3. The doctrines of Sovereign grace do not teach that God chooses to leave some men to be condemned because He has elected only some to receive eternal life. The doctrines of Sovereign grace teach us that God sees the hearts of every man, and that no man will come to Him that they might have life, and therefore every man is on his/her way to condemnation apart from His intervention. So instead of leaving every man, thereby insuring He has no man to call His own, no man to bestow His love upon, no man to show His glory, He gives grace to whosoever He chooses. In this He preserves or redeems the human race so that they are not all lost.

4. Those holding to the doctrines of Sovereign grace take very seriously the command to go into all the world and proclaim the gospel to every creature. We understand that faith comes by hearing the Word. Since we don't know who are predestined elect unto salvation it is imperative that all mankind hears the gospel of salvation. After hearing we acknowledge that God will open the ears of whosoever will hear, and be given the faith to repent and believe.

Here's the rub...Arminians speaking very loudly against a doctrine they really know very little about, and why they are opposed to so-called Calvinistic doctrine of Sovereign Grace. And truth is that most attempts to set the record straight as to what Reformed Christians actually believe falls mostly on death ears.
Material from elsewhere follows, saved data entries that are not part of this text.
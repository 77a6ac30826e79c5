/*
 * Copyright (c) 2022, 2023 Frank Fischer <frank-fischer@shadow-soft.de>
 *
 * This program is free software: you can redistribute it and/or
 * modify it under the terms of the GNU General Public License as
 * published by the Free Software Foundation, either version 3 of the
 * License, or (at your option) any later version.
 *
 * This program is distributed in the hope that it will be useful, but
 * WITHOUT ANY WARRANTY; without even the implied warranty of
 * MERCHANTABILITY or FITNESS FOR A PARTICULAR PURPOSE.  See the GNU
 * General Public License for more details.
 *
 * You should have received a copy of the GNU General Public License
 * along with this program.  If not, see  <http://www.gnu.org/licenses/>
 */

//! This module implements read and write functions for
//! transportation problems in a DIMACS-like format. A file must look
//! as follows.
//!
//! 1. empty lines are allowed and ignored
//! 2. a line starting with `c` is a comment line and is ignored
//! 3. the first non-comment line must have the form `p trn <m> <n>`,
//!    where `<m>` is the number of sources and `<n>` the number of
//!    sinks.
//! 4. after the problem line there must follow supply lines `s <i>
//!    <supply>`, demand lines `d <j> <demand>` and cost lines `a <i>
//!    <j> <cost>` in any order. Sources are numbered `1..m`, sinks
//!    `1..n`. Sources and sinks with zero supply or demand do not need
//!    to be specified.
//! 5. there must be exactly one `a` line for each of the `m * n` cells.
//!
//! The reader does not check whether the instance is balanced, this is
//! done by the algorithms (see [`problem::check`](crate::problem::check)).
//!
//! Solutions are written as a line `s <value>` with the total cost
//! followed by lines `f <i> <j> <amount>` for each cell with non-zero
//! allocation.

use super::{DimacsReader, Error, Result};
use crate::matrix::Matrix;
use num_traits::Zero;
use std::fmt::Display;
use std::io::{Read, Write};
use std::str::FromStr;

/// The maximal number of cells `m * n` accepted by [`read`].
pub const MAX_CELLS: usize = 1 << 28;

/// A transportation instance.
pub struct Instance<T> {
    /// The supply of each source.
    pub supply: Vec<T>,
    /// The demand of each sink.
    pub demand: Vec<T>,
    /// The `m x n` matrix of unit costs.
    pub costs: Matrix<T>,
}

pub fn read<R: Read, T>(r: R) -> Result<Instance<T>>
where
    T: FromStr + Zero + Copy,
    T::Err: Display,
{
    let mut reader = DimacsReader::new(r);

    // Read the problem line.
    let mut pline = reader.expect_line("p")?;
    pline.expect("trn")?;
    let nrows: usize = pline.number()?;
    let ncols: usize = pline.number()?;
    pline.end()?;
    let pline_number = pline.line;

    // every cell needs its own 'a' line, so larger sizes cannot be valid
    let ncells = nrows
        .checked_mul(ncols)
        .filter(|&ncells| ncells <= MAX_CELLS)
        .ok_or_else(|| Error::Data {
            line: pline_number,
            msg: format!("invalid problem size {} x {}", nrows, ncols),
        })?;

    let mut supply = vec![T::zero(); nrows];
    let mut demand = vec![T::zero(); ncols];
    let mut costs = vec![None; ncells];

    while let Some((d, mut toks)) = reader.read_one_line_of(&["s", "d", "a"])? {
        match d {
            "s" => {
                let i = toks.index("source", nrows)?;
                supply[i] = toks.number()?;
            }
            "d" => {
                let j = toks.index("sink", ncols)?;
                demand[j] = toks.number()?;
            }
            _ => {
                let i = toks.index("source", nrows)?;
                let j = toks.index("sink", ncols)?;
                let c: T = toks.number()?;
                let cell = &mut costs[i * ncols + j];
                if cell.is_some() {
                    return Err(Error::Data {
                        line: toks.line,
                        msg: format!("duplicate 'a' line for cell ({},{})", i + 1, j + 1),
                    });
                }
                *cell = Some(c);
            }
        }

        toks.end()?;
    }

    let mut matrix = Matrix::new(nrows, ncols, T::zero());
    for (k, c) in costs.into_iter().enumerate() {
        let (i, j) = (k / ncols, k % ncols);
        matrix[(i, j)] = c.ok_or_else(|| Error::Data {
            line: reader.line_number(),
            msg: format!("missing 'a' line for cell ({},{})", i + 1, j + 1),
        })?;
    }

    Ok(Instance {
        supply,
        demand,
        costs: matrix,
    })
}

pub fn read_from_file<T>(filename: &str) -> Result<Instance<T>>
where
    T: FromStr + Zero + Copy,
    T::Err: Display,
{
    read(std::fs::File::open(filename)?)
}

/// Write a transportation instance.
pub fn write<W, T>(mut w: W, instance: &Instance<T>) -> std::io::Result<()>
where
    W: Write,
    T: Zero + Display + Copy,
{
    let (m, n) = instance.costs.shape();
    writeln!(w, "p trn {} {}", m, n)?;
    for (i, s) in instance.supply.iter().enumerate() {
        if !s.is_zero() {
            writeln!(w, "s {} {}", i + 1, s)?;
        }
    }
    for (j, d) in instance.demand.iter().enumerate() {
        if !d.is_zero() {
            writeln!(w, "d {} {}", j + 1, d)?;
        }
    }
    for ((i, j), c) in instance.costs.cells() {
        writeln!(w, "a {} {} {}", i + 1, j + 1, c)?;
    }

    Ok(())
}

/// Write a transportation instance to a named file.
pub fn write_to_file<T>(filename: &str, instance: &Instance<T>) -> std::io::Result<()>
where
    T: Zero + Display + Copy,
{
    write(&mut std::fs::File::create(filename)?, instance)
}

/// Write a solution of a transportation problem.
pub fn write_solution<W, T>(mut w: W, allocation: &Matrix<T>, value: T) -> std::io::Result<()>
where
    W: Write,
    T: Display + Zero + Copy,
{
    writeln!(w, "s {}", value)?;
    for ((i, j), x) in allocation.cells() {
        if !x.is_zero() {
            writeln!(w, "f {} {} {}", i + 1, j + 1, x)?;
        }
    }

    Ok(())
}

/// Write a solution of a transportation problem to a named file.
pub fn write_solution_to_file<T>(filename: &str, allocation: &Matrix<T>, value: T) -> std::io::Result<()>
where
    T: Display + Zero + Copy,
{
    write_solution(&mut std::fs::File::create(filename)?, allocation, value)
}

/// Read a solution of a transportation problem.
///
/// Returns the solution value and the list of non-zero cells `(i, j,
/// amount)` with 0-based indices.
pub fn read_solution<R, T>(r: R) -> Result<(T, Vec<(usize, usize, T)>)>
where
    R: Read,
    T: FromStr,
    T::Err: Display,
{
    let mut reader = DimacsReader::new(r);
    let mut flows = vec![];
    let mut sol = None;

    while let Some((d, mut toks)) = reader.read_one_line_of(&["f", "s"])? {
        if d == "f" {
            let i = toks.index("source", usize::MAX)?;
            let j = toks.index("sink", usize::MAX)?;
            flows.push((i, j, toks.number()?));
        } else {
            if sol.is_some() {
                return Err(Error::Format {
                    line: toks.line,
                    msg: "The solution value must be specified exactly once".to_string(),
                });
            }
            sol = Some(toks.number()?);
        }
        toks.end()?;
    }

    Ok((
        sol.ok_or_else(|| Error::Format {
            line: 0,
            msg: "Missing solution value".to_string(),
        })?,
        flows,
    ))
}

/// Read a solution of a transportation problem from a named file.
pub fn read_solution_from_file<T>(filename: &str) -> Result<(T, Vec<(usize, usize, T)>)>
where
    T: FromStr,
    T::Err: Display,
{
    read_solution(std::fs::File::open(filename)?)
}

#[cfg(test)]
mod tests {
    use super::Instance;
    use crate::dimacs::{self, Error};
    use crate::Matrix;
    use std::io::Cursor;

    #[test]
    fn parse_file_test() {
        let file = "c this is a test file

p trn 2 3
s 1 30
s 2 20

c sink 3 has no demand line
d 1 25
d 2 25

a 1 1 4
a 1 2 6
a 1 3 1
a 2 1 3
a 2 2 2
a 2 3 7
c end of the file
";
        let instance = dimacs::read::<_, i64>(Cursor::new(file)).unwrap();
        assert_eq!(instance.supply, vec![30, 20]);
        assert_eq!(instance.demand, vec![25, 25, 0]);
        assert_eq!(instance.costs.to_rows(), vec![vec![4, 6, 1], vec![3, 2, 7]]);
    }

    #[test]
    fn missing_cell() {
        let file = "p trn 1 2\ns 1 5\nd 2 5\na 1 2 3\n";
        match dimacs::read::<_, f64>(Cursor::new(file)) {
            Err(Error::Data { line, msg }) => {
                assert_eq!(line, 4);
                assert!(msg.contains("(1,1)"));
            }
            _ => panic!("expected data error"),
        }
    }

    #[test]
    fn duplicate_cell() {
        let file = "p trn 1 1\na 1 1 3\na 1 1 4\n";
        assert!(matches!(
            dimacs::read::<_, f64>(Cursor::new(file)),
            Err(Error::Data { line: 3, .. })
        ));
    }

    #[test]
    fn invalid_index() {
        let file = "p trn 2 2\ns 3 10\n";
        assert!(matches!(
            dimacs::read::<_, f64>(Cursor::new(file)),
            Err(Error::Data { line: 2, .. })
        ));
        let file = "p min 2 2\n";
        assert!(matches!(
            dimacs::read::<_, f64>(Cursor::new(file)),
            Err(Error::Format { line: 1, .. })
        ));
    }

    #[test]
    fn invalid_size() {
        let file = format!("p trn {} 2\n", usize::MAX);
        assert!(matches!(
            dimacs::read::<_, f64>(Cursor::new(file)),
            Err(Error::Data { line: 1, .. })
        ));
        let file = "c huge\np trn 100000 100000\n";
        assert!(matches!(
            dimacs::read::<_, f64>(Cursor::new(file)),
            Err(Error::Data { line: 2, .. })
        ));
    }

    #[test]
    fn write_test_file() {
        let instance = Instance {
            supply: vec![10, 0],
            demand: vec![4, 6],
            costs: Matrix::from_rows(&[[1, 2], [3, 4]]).unwrap(),
        };

        let mut buf = Cursor::new(Vec::new());
        dimacs::write(&mut buf, &instance).unwrap();

        assert_eq!(
            String::from_utf8(buf.into_inner()).unwrap(),
            "p trn 2 2
s 1 10
d 1 4
d 2 6
a 1 1 1
a 1 2 2
a 2 1 3
a 2 2 4
"
        );
    }

    #[test]
    fn write_solution_file() -> std::result::Result<(), Box<dyn std::error::Error>> {
        let allocation = Matrix::from_rows(&[[5, 0, 2], [0, 4, 0]])?;

        let mut buf = Cursor::new(Vec::new());
        dimacs::write_solution(&mut buf, &allocation, 42)?;

        let soltxt = String::from_utf8(buf.into_inner())?;
        assert_eq!(
            soltxt,
            "s 42
f 1 1 5
f 1 3 2
f 2 2 4
"
        );

        let (value, flows) = dimacs::read_solution(Cursor::new(soltxt))?;
        assert_eq!(value, 42);
        assert_eq!(flows, vec![(0, 0, 5), (0, 2, 2), (1, 1, 4)]);

        Ok(())
    }
}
Arminians as a whole do not want to hear that God is Sovereign over His creation, they are content with believing that God needs them, and without their help, through their own fallen free will, God will not save them.

I didn't write this to cause those of the Arminian persuasion grief or to be confrontational or offensive. But I don't think it's a fair discussion to say I want to hear from Arminians, and then not expect Calvinistic, Reformed Christians to set the record straight. I mean how can you have a noble or honorable discussion about why Arminians are opposed to so-called Calvinistic doctrine when in truth very few Arminians clearly understand what Calvinistic, Reformed doctrines of Sovereign Grace actually teach?

Many Blessings,
RW

Firefighter
Oct 17th 2008, 06:34 PM
In fear of stating the obvious...

Calvin's five main doctrinal points do not contain "Sovereign Grace".

Total Depravity

Unconditional Election

Limited Atonement

Irresistible Grace

Perseverance of the Saints

Literalist-Luke
Oct 17th 2008, 06:37 PM
I am not Arminian in theology, however since this has already turned into a thread against those who hold to Reformed doctrine of grace that generally aligns with Calvinistic doctrine, I felt compelled to state what I view as some of the problems with the thought process of some holding to Arminian theology.
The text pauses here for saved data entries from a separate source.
/*
 * Copyright (c) 2022, 2023 Frank Fischer <frank-fischer@shadow-soft.de>
 *
 * This program is free software: you can redistribute it and/or
 * modify it under the terms of the GNU General Public License as
 * published by the Free Software Foundation, either version 3 of the
 * License, or (at your option) any later version.
 *
 * This program is distributed in the hope that it will be useful, but
 * WITHOUT ANY WARRANTY; without even the implied warranty of
 * MERCHANTABILITY or FITNESS FOR A PARTICULAR PURPOSE.  See the GNU
 * General Public License for more details.
 *
 * You should have received a copy of the GNU General Public License
 * along with this program.  If not, see  <http://www.gnu.org/licenses/>
 */

//! The cycle closed by an entering cell.
//!
//! The basic cells are the edges of a bipartite graph on rows and
//! columns. If the basis is a spanning tree, adding the entering cell
//! `(i, j)` closes exactly one cycle: the entering cell together with
//! the unique tree path from column `j` back to row `i`.
//!
//! # Example
//!
//! ```
//! use rs_transport::modi::{find_cycle, Sign};
//! use rs_transport::{Basis, Matrix};
//!
//! let x = Matrix::from_rows(&[[3500, 1100, 0, 0], [0, 900, 2500, 0], [0, 0, 2000, 1000]]).unwrap();
//! let basis = Basis::from_allocation(&x, 0);
//!
//! let cycle = find_cycle(&basis, (2, 0)).unwrap();
//! assert_eq!(cycle.cells(), &[(2, 0), (0, 0), (0, 1), (1, 1), (1, 2), (2, 2)]);
//! assert_eq!(cycle.signed().next(), Some(((2, 0), Sign::Plus)));
//! assert_eq!(cycle.minus().collect::<Vec<_>>(), vec![(0, 0), (1, 1), (2, 2)]);
//! ```

use crate::basis::Basis;

/// The sign of a cell on a cycle.
#[derive(Clone, Copy, PartialEq, Eq, Debug)]
pub enum Sign {
    /// The allocation is increased.
    Plus,
    /// The allocation is decreased.
    Minus,
}

/// A closed cycle of cells.
///
/// The first cell is the entering cell. Consecutive cells alternate
/// between sharing a column and sharing a row, the last cell shares
/// the row of the entering cell. Cells at even positions have sign
/// [`Sign::Plus`], cells at odd positions [`Sign::Minus`].
#[derive(Clone, PartialEq, Eq, Debug)]
pub struct Cycle {
    cells: Vec<(usize, usize)>,
}

impl Cycle {
    /// Return the cells of the cycle, starting with the entering cell.
    pub fn cells(&self) -> &[(usize, usize)] {
        &self.cells
    }

    pub fn len(&self) -> usize {
        self.cells.len()
    }

    pub fn is_empty(&self) -> bool {
        self.cells.is_empty()
    }

    pub fn entering(&self) -> (usize, usize) {
        self.cells[0]
    }

    /// Return the same cycle starting at its second cell.
    ///
    /// This flips the sign of every cell, i.e. shifting along the
    /// returned cycle moves flow in the opposite direction.
    pub fn reversed(&self) -> Cycle {
        let mut cells = self.cells.clone();
        cells.rotate_left(1);
        Cycle { cells }
    }

    /// Iterate over the cells together with their signs.
    pub fn signed(&self) -> impl Iterator<Item = ((usize, usize), Sign)> + '_ {
        self.cells
            .iter()
            .enumerate()
            .map(|(k, &cell)| (cell, if k % 2 == 0 { Sign::Plus } else { Sign::Minus }))
    }

    /// Iterate over the cells with sign [`Sign::Plus`].
    pub fn plus(&self) -> impl Iterator<Item = (usize, usize)> + '_ {
        self.cells.iter().step_by(2).cloned()
    }

    /// Iterate over the cells with sign [`Sign::Minus`].
    pub fn minus(&self) -> impl Iterator<Item = (usize, usize)> + '_ {
        self.cells.iter().skip(1).step_by(2).cloned()
    }
}

/// Find the cycle closed by adding `entering` to the basis.
///
/// Rows are the nodes `0..m`, columns the nodes `m..m+n`. A depth-first
/// search starting at the row of the entering cell records the
/// incoming cell of each reached node. Once the column of the entering
/// cell is reached, following the incoming cells back to the row
/// yields the cycle. The entering cell itself is never used as an edge
/// of the search.
///
/// Returns `None` if the row and the column of the entering cell are
/// not connected by basic cells, which happens for degenerate bases.
pub fn find_cycle(basis: &Basis, entering: (usize, usize)) -> Option<Cycle> {
    let m = basis.num_rows();
    let n = basis.num_cols();
    let (ientering, jentering) = entering;
    if ientering >= m || jentering >= n {
        return None;
    }

    let mut neighs = vec![vec![]; m + n];
    for (i, j) in basis.cells().filter(|&cell| cell != entering) {
        neighs[i].push((m + j, (i, j)));
        neighs[m + j].push((i, (i, j)));
    }

    let src = ientering;
    let snk = m + jentering;

    // the incoming cell of each reached node
    let mut seen: Vec<Option<(usize, usize)>> = vec![None; m + n];
    // pairs (node, index of next neighbor)
    let mut stack = vec![(src, 0)];
    while let Some(top) = stack.last_mut() {
        let (u, k) = *top;
        top.1 += 1;
        if let Some(&(v, cell)) = neighs[u].get(k) {
            if v != src && seen[v].is_none() {
                seen[v] = Some(cell);
                if v == snk {
                    break;
                }
                stack.push((v, 0));
            }
        } else {
            stack.pop();
        }
    }

    if seen[snk].is_none() {
        return None;
    }

    let mut cells = vec![entering];
    let mut u = snk;
    while u != src {
        let (i, j) = seen[u]?;
        cells.push((i, j));
        u = if u < m { m + j } else { i };
    }

    debug_assert!(cells.len() >= 4 && cells.len() % 2 == 0);
    Some(Cycle { cells })
}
1. The doctrines of Sovereign grace clearly align with Scripture. They do not originate with Augustine, or Calvin, but with Christ and His Apostles.

2. The doctrines of Sovereign grace do not deny free choice, as some imply. They do however affirm the Bible's teaching that God alone is truly free, and man is free only in the sense that he/she will always choose according to their nature. Natural fallen, spiritually dead man can choose any way he pleases, but he cannot choose to come to Christ that he might have life, unless/until he is enabled. When man is given Spiritual life in Christ, he will always freely, willingly choose to serve the Lord, and bring glory to God by faith.
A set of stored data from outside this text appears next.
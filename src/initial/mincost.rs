/*
 * Copyright (c) 2022, 2023 Frank Fischer <frank-fischer@shadow-soft.de>
 *
 * This program is free software: you can redistribute it and/or
 * modify it under the terms of the GNU General Public License as
 * published by the Free Software Foundation, either version 3 of the
 * License, or (at your option) any later version.
 *
 * This program is distributed in the hope that it will be useful, but
 * WITHOUT ANY WARRANTY; without even the implied warranty of
 * MERCHANTABILITY or FITNESS FOR A PARTICULAR PURPOSE.  See the GNU
 * General Public License for more details.
 *
 * You should have received a copy of the GNU General Public License
 * along with this program.  If not, see  <http://www.gnu.org/licenses/>
 */

//! The minimal cost rule.

use super::min;
use crate::matrix::Matrix;
use num_traits::NumAssign;

/// Construct an initial solution with the minimal cost rule.
///
/// In each step the cheapest cell whose row has remaining supply and
/// whose column has remaining demand is selected (the first one in
/// row-major order on ties) and as much as possible is shipped on it.
/// This is repeated until all supply or all demand is exhausted.
///
/// Each step exhausts at least one row or column, so there are at
/// most `m + n` steps, each scanning the whole cost matrix. The
/// solution may be degenerate.
///
/// # Example
///
/// ```
/// use rs_transport::initial::minimal_cost;
/// use rs_transport::Matrix;
///
/// let costs = Matrix::from_rows(&[[19, 30, 50, 10],
///                                 [70, 30, 40, 60],
///                                 [40,  8, 70, 20]]).unwrap();
/// let x = minimal_cost(&[7, 9, 18], &[5, 8, 7, 14], &costs);
/// assert_eq!(x.to_rows(), vec![vec![0, 0, 0, 7],
///                              vec![2, 0, 7, 0],
///                              vec![3, 8, 0, 7]]);
/// ```
pub fn minimal_cost<F>(supply: &[F], demand: &[F], costs: &Matrix<F>) -> Matrix<F>
where
    F: NumAssign + PartialOrd + Copy,
{
    let m = supply.len();
    let n = demand.len();
    let mut allocation = Matrix::new(m, n, F::zero());
    let mut supply_left = supply.to_vec();
    let mut demand_left = demand.to_vec();

    loop {
        let mut best: Option<(usize, usize, F)> = None;
        for i in (0..m).filter(|&i| supply_left[i] > F::zero()) {
            for j in (0..n).filter(|&j| demand_left[j] > F::zero()) {
                let c = costs[(i, j)];
                if best.map(|(_, _, b)| c < b).unwrap_or(true) {
                    best = Some((i, j, c));
                }
            }
        }

        // no row with supply or no column with demand left
        let (i, j) = match best {
            Some((i, j, _)) => (i, j),
            None => break,
        };

        let q = min(supply_left[i], demand_left[j]);
        allocation[(i, j)] += q;
        supply_left[i] -= q;
        demand_left[j] -= q;
    }

    allocation
}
3. The doctrines of Sovereign grace do not teach that God chooses to leave some men to be condemned because He has elected only some to receive eternal life. The doctrines of Sovereign grace teach us that God sees the hearts of every man, and that no man will come to Him that they might have life, and therefore every man is on his/her way to condemnation apart from His intervention. So instead of leaving every man, thereby insuring He has no man to call His own, no man to bestow His love upon, no man to show His glory, He gives grace to whosoever He chooses. In this He preserves or redeems the human race so that they are not all lost.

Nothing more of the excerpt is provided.